In order to create and use documents, you first need to define their structure. For this, you have to define a document type. Then you can create instances of documents of this type.

In some ways, document types and schemas are similar to Java classes and interfaces. A document type may implement some schemas in the same way that Java classes implement interfaces, and a document type can extend another document type in the same way that a Java class can extend another class.

Document Types define one or more schemas that the document structure must satisfy and some other extra properties like facets which will be discussed later.

In conclusion, the unit of work in a repository is the document. To create a new document, you must specify the document type and a path.
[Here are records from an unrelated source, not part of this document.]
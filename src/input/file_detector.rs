//! Upload type detection by file extension

use std::path::Path;

#[derive(Debug, Clone, Copy, PartialEq, Eq)]
pub enum FileType {
    Pdf,
    Docx,
    Text,
    Markdown,
    Unknown,
}

impl FileType {
    pub fn from_extension(ext: &str) -> Self {
        match ext.to_lowercase().as_str() {
            "pdf" => FileType::Pdf,
            "docx" => FileType::Docx,
            "txt" => FileType::Text,
            "md" | "markdown" => FileType::Markdown,
            _ => FileType::Unknown,
        }
    }

    /// `None` when the path has no extension at all
    pub fn from_path(path: &Path) -> Option<Self> {
        path.extension()
            .and_then(|ext| ext.to_str())
            .map(Self::from_extension)
    }

    pub fn is_supported(self) -> bool {
        self != FileType::Unknown
    }
}

#[cfg(test)]
mod tests {
    use super::*;

    #[test]
    fn test_extension_mapping() {
        assert_eq!(FileType::from_extension("PDF"), FileType::Pdf);
        assert_eq!(FileType::from_extension("docx"), FileType::Docx);
        assert_eq!(FileType::from_extension("markdown"), FileType::Markdown);
        assert_eq!(FileType::from_extension("doc"), FileType::Unknown);
    }

    #[test]
    fn test_path_detection() {
        assert_eq!(FileType::from_path(Path::new("cv/jane.Docx")), Some(FileType::Docx));
        assert_eq!(FileType::from_path(Path::new("README")), None);
        assert!(!FileType::from_extension("png").is_supported());
    }
}
//! Resume to job description relevance scoring
//!
//! [`RelevanceScorer::analyze`] is a pure function of its two inputs: it
//! infers the candidate's position and skills with fixed patterns, fits a
//! TF-IDF model over the job description and the resume, and ranks the
//! resulting keywords. Nothing here touches the filesystem or the network.

use crate::error::{Result, ResumeScreenerError};
use crate::processing::text_processor::TextProcessor;
use crate::processing::tfidf::{cosine_similarity, TfidfMatrix, TfidfVectorizer};
use log::{debug, warn};
use regex::Regex;
use serde::{Deserialize, Serialize};
use sha2::{Digest, Sha256};
use std::cmp::Reverse;
use std::collections::{BTreeSet, HashSet};

/// Position reported when no role phrase is found
pub const FALLBACK_POSITION: &str = "Professional";

pub const MAX_KEYWORDS: usize = 15;

/// Terms ranked ahead of everything else in the keyword list
pub const PRIORITY_TERMS: &[&str] = &[
    "developer", "scientist", "engineer", "designer", "android", "ios", "data",
    "machine", "ux", "ui", "mobile",
];

const POSITION_PATTERN: &str =
    r"(?i)\b(?:Senior|Junior)?\s*(.*?Developer|Data Scientist|UI Designer|Engineer)\b";
const SKILLS_PATTERN: &str = r"(?i)Skills:?\s*([\w\s,]+)(?:\n|$)";

#[derive(Debug, Clone, PartialEq, Serialize, Deserialize)]
pub struct AnalysisResult {
    /// Job description match in percent, two decimals; 0 without a job description
    pub match_score: f64,
    pub position: String,
    pub keywords: Vec<String>,
    pub skills: Vec<String>,
    /// Lowercase hex SHA-256 of the raw resume text
    pub fingerprint: String,
    #[serde(default, skip_serializing_if = "Vec::is_empty")]
    pub warnings: Vec<String>,
}

impl AnalysisResult {
    pub fn has_job_match(&self) -> bool {
        self.match_score > 0.0
    }
}

pub struct RelevanceScorer {
    text_processor: TextProcessor,
    vectorizer: TfidfVectorizer,
    position_regex: Regex,
    skills_regex: Regex,
}

impl RelevanceScorer {
    pub fn new() -> Result<Self> {
        Ok(Self {
            text_processor: TextProcessor::new()?,
            vectorizer: TfidfVectorizer::new()?,
            position_regex: Regex::new(POSITION_PATTERN)?,
            skills_regex: Regex::new(SKILLS_PATTERN)?,
        })
    }

    /// Score `resume_text` against `job_description`.
    ///
    /// A blank job description is valid and disables similarity scoring. A
    /// blank resume yields [`ResumeScreenerError::NoInput`]. An empty TF-IDF
    /// vocabulary does not fail the call: the result carries no keywords, a
    /// zero score and a warning.
    pub fn analyze(&self, job_description: &str, resume_text: &str) -> Result<AnalysisResult> {
        if resume_text.trim().is_empty() {
            return Err(ResumeScreenerError::NoInput);
        }

        let position = self.extract_position(resume_text);
        let skills = self.custom_keywords(position.as_deref(), resume_text);
        let fingerprint = fingerprint(resume_text);

        let include_job = !job_description.trim().is_empty();
        let mut documents = Vec::with_capacity(2);
        if include_job {
            documents.push(self.text_processor.filtered_document(job_description));
        }
        documents.push(self.text_processor.filtered_document(resume_text));

        let mut warnings = Vec::new();
        let (match_score, keywords) = match self.vectorizer.fit_transform(&documents) {
            Ok(matrix) => {
                let match_score = if include_job {
                    Self::match_score(&matrix)?
                } else {
                    0.0
                };
                let keywords = rank_keywords(&skills, matrix.vocabulary());
                (match_score, keywords)
            }
            Err(ResumeScreenerError::VectorizationFailed(reason)) => {
                warn!("Keyword extraction skipped: {}", reason);
                warnings.push(format!("Keyword extraction skipped: {}", reason));
                (0.0, Vec::new())
            }
            Err(e) => return Err(ResumeScreenerError::AnalysisFailed(e.to_string())),
        };

        debug!(
            "Analyzed resume {}: score {:.2}, {} keywords, {} skills",
            &fingerprint[..12],
            match_score,
            keywords.len(),
            skills.len()
        );

        Ok(AnalysisResult {
            match_score,
            position: position.unwrap_or_else(|| FALLBACK_POSITION.to_string()),
            keywords,
            skills,
            fingerprint,
            warnings,
        })
    }

    /// Job description is row 0, the resume row 1
    fn match_score(matrix: &TfidfMatrix) -> Result<f64> {
        let (job, resume) = match (matrix.row(0), matrix.row(1)) {
            (Some(job), Some(resume)) => (job, resume),
            _ => {
                return Err(ResumeScreenerError::AnalysisFailed(format!(
                    "expected two vectorized documents, found {}",
                    matrix.len()
                )))
            }
        };

        let similarity = cosine_similarity(job, resume)?;
        let percent = (similarity * 100.0 * 100.0).round() / 100.0;
        Ok(percent.clamp(0.0, 100.0))
    }

    /// First role phrase in the text, seniority qualifier excluded
    pub fn extract_position(&self, text: &str) -> Option<String> {
        self.position_regex
            .captures(text)
            .and_then(|caps| caps.get(1))
            .map(|m| m.as_str().trim().to_string())
            .filter(|position| !position.is_empty())
    }

    /// Tokens from the first "Skills:" line, lowercased, longer than two characters
    pub fn extract_skills(&self, text: &str) -> Vec<String> {
        self.skills_regex
            .captures(text)
            .and_then(|caps| caps.get(1))
            .map(|m| {
                m.as_str()
                    .replace(',', " ")
                    .split_whitespace()
                    .filter(|skill| skill.chars().count() > 2)
                    .map(str::to_lowercase)
                    .collect()
            })
            .unwrap_or_default()
    }

    fn custom_keywords(&self, position: Option<&str>, text: &str) -> Vec<String> {
        let mut keywords: Vec<String> = position
            .map(|p| p.to_lowercase().split_whitespace().map(String::from).collect())
            .unwrap_or_default();
        keywords.extend(self.extract_skills(text));
        keywords
    }
}

/// Deduplicate custom and TF-IDF keywords, then order priority terms first,
/// custom keywords next and everything else alphabetically within each tier.
pub fn rank_keywords(custom_keywords: &[String], tfidf_keywords: &[String]) -> Vec<String> {
    let custom: HashSet<&str> = custom_keywords.iter().map(String::as_str).collect();

    let combined: BTreeSet<&str> = custom_keywords
        .iter()
        .chain(tfidf_keywords.iter())
        .map(String::as_str)
        .collect();

    // BTreeSet iterates alphabetically and the sort is stable
    let mut ranked: Vec<&str> = combined.into_iter().collect();
    ranked.sort_by_key(|keyword| Reverse((PRIORITY_TERMS.contains(keyword), custom.contains(keyword))));

    ranked
        .into_iter()
        .take(MAX_KEYWORDS)
        .map(String::from)
        .collect()
}

/// Stable identity of a resume text
pub fn fingerprint(text: &str) -> String {
    let mut hasher = Sha256::new();
    hasher.update(text.as_bytes());
    format!("{:x}", hasher.finalize())
}
//! Configuration management for the resume screener

use crate::error::{Result, ResumeScreenerError};
use serde::{Deserialize, Serialize};
use std::path::{Path, PathBuf};

#[derive(Debug, Clone, Serialize, Deserialize, PartialEq)]
pub struct Config {
    pub extraction: ExtractionConfig,
    pub recommendations: RecommendationConfig,
    pub output: OutputConfig,
}

#[derive(Debug, Clone, Serialize, Deserialize, PartialEq)]
pub struct ExtractionConfig {
    pub enable_caching: bool,
}

#[derive(Debug, Clone, Serialize, Deserialize, PartialEq)]
pub struct RecommendationConfig {
    /// Courses listed for every matched category
    pub courses_per_category: usize,
    /// Courses listed when no category matches
    pub general_courses: usize,
    pub job_window_days: i64,
    pub job_search_keywords: usize,
}

#[derive(Debug, Clone, Serialize, Deserialize, PartialEq)]
pub struct OutputConfig {
    pub format: OutputFormat,
    pub detailed: bool,
    pub color_output: bool,
}

#[derive(Debug, Clone, Copy, Serialize, Deserialize, PartialEq, Eq)]
pub enum OutputFormat {
    Console,
    Json,
    Markdown,
}

impl Default for Config {
    fn default() -> Self {
        Self {
            extraction: ExtractionConfig {
                enable_caching: true,
            },
            recommendations: RecommendationConfig {
                courses_per_category: 3,
                general_courses: 5,
                job_window_days: 7,
                job_search_keywords: 5,
            },
            output: OutputConfig {
                format: OutputFormat::Console,
                detailed: false,
                color_output: true,
            },
        }
    }
}

impl Config {
    /// Load from the default location, writing defaults on first run
    pub fn load() -> Result<Self> {
        Self::load_from(&Self::config_path())
    }

    pub fn load_from(config_path: &Path) -> Result<Self> {
        if config_path.exists() {
            let content = std::fs::read_to_string(config_path)?;
            let config: Config = toml::from_str(&content)
                .map_err(|e| ResumeScreenerError::Configuration(format!("Failed to parse config: {}", e)))?;
            config.validate()?;
            Ok(config)
        } else {
            let config = Self::default();
            config.save_to(config_path)?;
            Ok(config)
        }
    }

    pub fn save(&self) -> Result<()> {
        self.save_to(&Self::config_path())
    }

    pub fn save_to(&self, config_path: &Path) -> Result<()> {
        if let Some(parent) = config_path.parent() {
            std::fs::create_dir_all(parent)?;
        }

        let content = toml::to_string_pretty(self)
            .map_err(|e| ResumeScreenerError::Configuration(format!("Failed to serialize config: {}", e)))?;

        std::fs::write(config_path, content)?;
        Ok(())
    }

    pub fn config_path() -> PathBuf {
        dirs::config_dir()
            .unwrap_or_else(|| dirs::home_dir().unwrap_or_else(|| PathBuf::from(".")))
            .join("resume-screener")
            .join("config.toml")
    }

    fn validate(&self) -> Result<()> {
        if self.recommendations.job_window_days < 1 {
            return Err(ResumeScreenerError::Configuration(
                "recommendations.job_window_days must be at least 1".to_string(),
            ));
        }
        if self.recommendations.courses_per_category == 0 {
            return Err(ResumeScreenerError::Configuration(
                "recommendations.courses_per_category must be at least 1".to_string(),
            ));
        }
        if self.recommendations.general_courses == 0 {
            return Err(ResumeScreenerError::Configuration(
                "recommendations.general_courses must be at least 1".to_string(),
            ));
        }
        Ok(())
    }
}
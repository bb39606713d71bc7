//! Error handling for the resume screener

use thiserror::Error;

#[derive(Error, Debug)]
pub enum ResumeScreenerError {
    #[error("IO error: {0}")]
    Io(#[from] std::io::Error),

    #[error("No resume text to analyze")]
    NoInput,

    #[error("PDF extraction error: {0}")]
    PdfExtraction(String),

    #[error("DOCX extraction error: {0}")]
    DocxExtraction(String),

    #[error("Vectorization failed: {0}")]
    VectorizationFailed(String),

    #[error("Analysis failed: {0}")]
    AnalysisFailed(String),

    #[error("Configuration error: {0}")]
    Configuration(String),

    #[error("File format not supported: {0}")]
    UnsupportedFormat(String),

    #[error("Serialization error: {0}")]
    Serialization(#[from] serde_json::Error),

    #[error("Invalid input: {0}")]
    InvalidInput(String),

    #[error("Output formatting error: {0}")]
    OutputFormatting(String),
}

pub type Result<T> = std::result::Result<T, ResumeScreenerError>;

impl From<zip::result::ZipError> for ResumeScreenerError {
    fn from(err: zip::result::ZipError) -> Self {
        ResumeScreenerError::DocxExtraction(err.to_string())
    }
}

impl From<regex::Error> for ResumeScreenerError {
    fn from(err: regex::Error) -> Self {
        ResumeScreenerError::AnalysisFailed(format!("invalid pattern: {}", err))
    }
}
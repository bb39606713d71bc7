//! Report structures handed to the formatters

use crate::processing::completeness::CompletenessScore;
use crate::processing::courses::CourseRecommendation;
use crate::processing::jobs::JobSearchQuery;
use crate::processing::scorer::AnalysisResult;
use chrono::{DateTime, Utc};
use serde::{Deserialize, Serialize};

/// Everything produced for one resume upload
#[derive(Debug, Clone, Serialize, Deserialize)]
pub struct ScreeningReport {
    pub mode: ScreeningMode,

    /// Core relevance analysis
    pub analysis: AnalysisResult,

    /// Section-presence score of the resume
    pub completeness: CompletenessScore,

    /// Job search the candidate could run; review mode only
    pub job_search: Option<JobSearchQuery>,

    /// Suggested courses; review mode only
    pub courses: Vec<CourseRecommendation>,

    pub metadata: ReportMetadata,
}

#[derive(Debug, Clone, Copy, PartialEq, Eq, Serialize, Deserialize)]
pub enum ScreeningMode {
    /// A recruiter scoring a candidate against a job description
    Screen,
    /// A job seeker reviewing their own resume
    Review,
}

#[derive(Debug, Clone, Serialize, Deserialize)]
pub struct ReportMetadata {
    pub generated_at: DateTime<Utc>,
    pub screener_version: String,
    pub resume_file: String,
    pub job_file: Option<String>,
    pub processing_time_ms: u64,
}

impl ReportMetadata {
    pub fn new(resume_file: &str, job_file: Option<&str>, processing_time_ms: u64) -> Self {
        Self {
            generated_at: Utc::now(),
            screener_version: env!("CARGO_PKG_VERSION").to_string(),
            resume_file: resume_file.to_string(),
            job_file: job_file.map(String::from),
            processing_time_ms,
        }
    }
}

impl ScreeningReport {
    /// Match score as a whole percentage for badges
    pub fn match_percentage(&self) -> u8 {
        self.analysis.match_score.round().clamp(0.0, 100.0) as u8
    }
}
You can either use existing document types or register new types as we will see in the Extension Points section.

For more information on document types and schemas see the section XXX.

29.4.2. Document Facets

A Facet is a behavioral property of a document. As schemas define the document structure and content, facets are used to describe behaviors or capabilities of a document.

For now, facets are simple strings attached to a document type to specify a capability for documents of that type. In the future, facets may evolve to more complex structures, for example to dynamically provide interfaces to manipulate documents according to a capability they offer.

Currently the Core defines two facets:

Folderish: adds folder capability to a document, so that it can have zero or more children documents,
Versionable: adds versioning capabilities to a document.

29.4.3. Document Annotations

As we've seen, a document structure and content is strictly defined by the schemas its type implements. But there are many situations where some application-specific data need to be dynamically attached to the document and retrieved later without having to modify the document schemas.

This is very useful for repository extensions that needs to store placeful (i.e., location-sensitive) information on a document – information that cannot be specified by any document schema since its type is not necessarily known in advance.

Annotations are not required to be stored through the same data storage as the document itself. For example one may choose to store document in a Jackrabbit-based repository and to store annotations in a dedicated SQL database.

These annotations usually keep some internal state or data about the document. For example, a tool that may use annotations is the workflow service.

29.4.4. Document Access Control

Usually, manipulating documents requires a set of privileges to be granted to the current user. Privileges given to a user over a document are very dependent on the current context and on the document itself.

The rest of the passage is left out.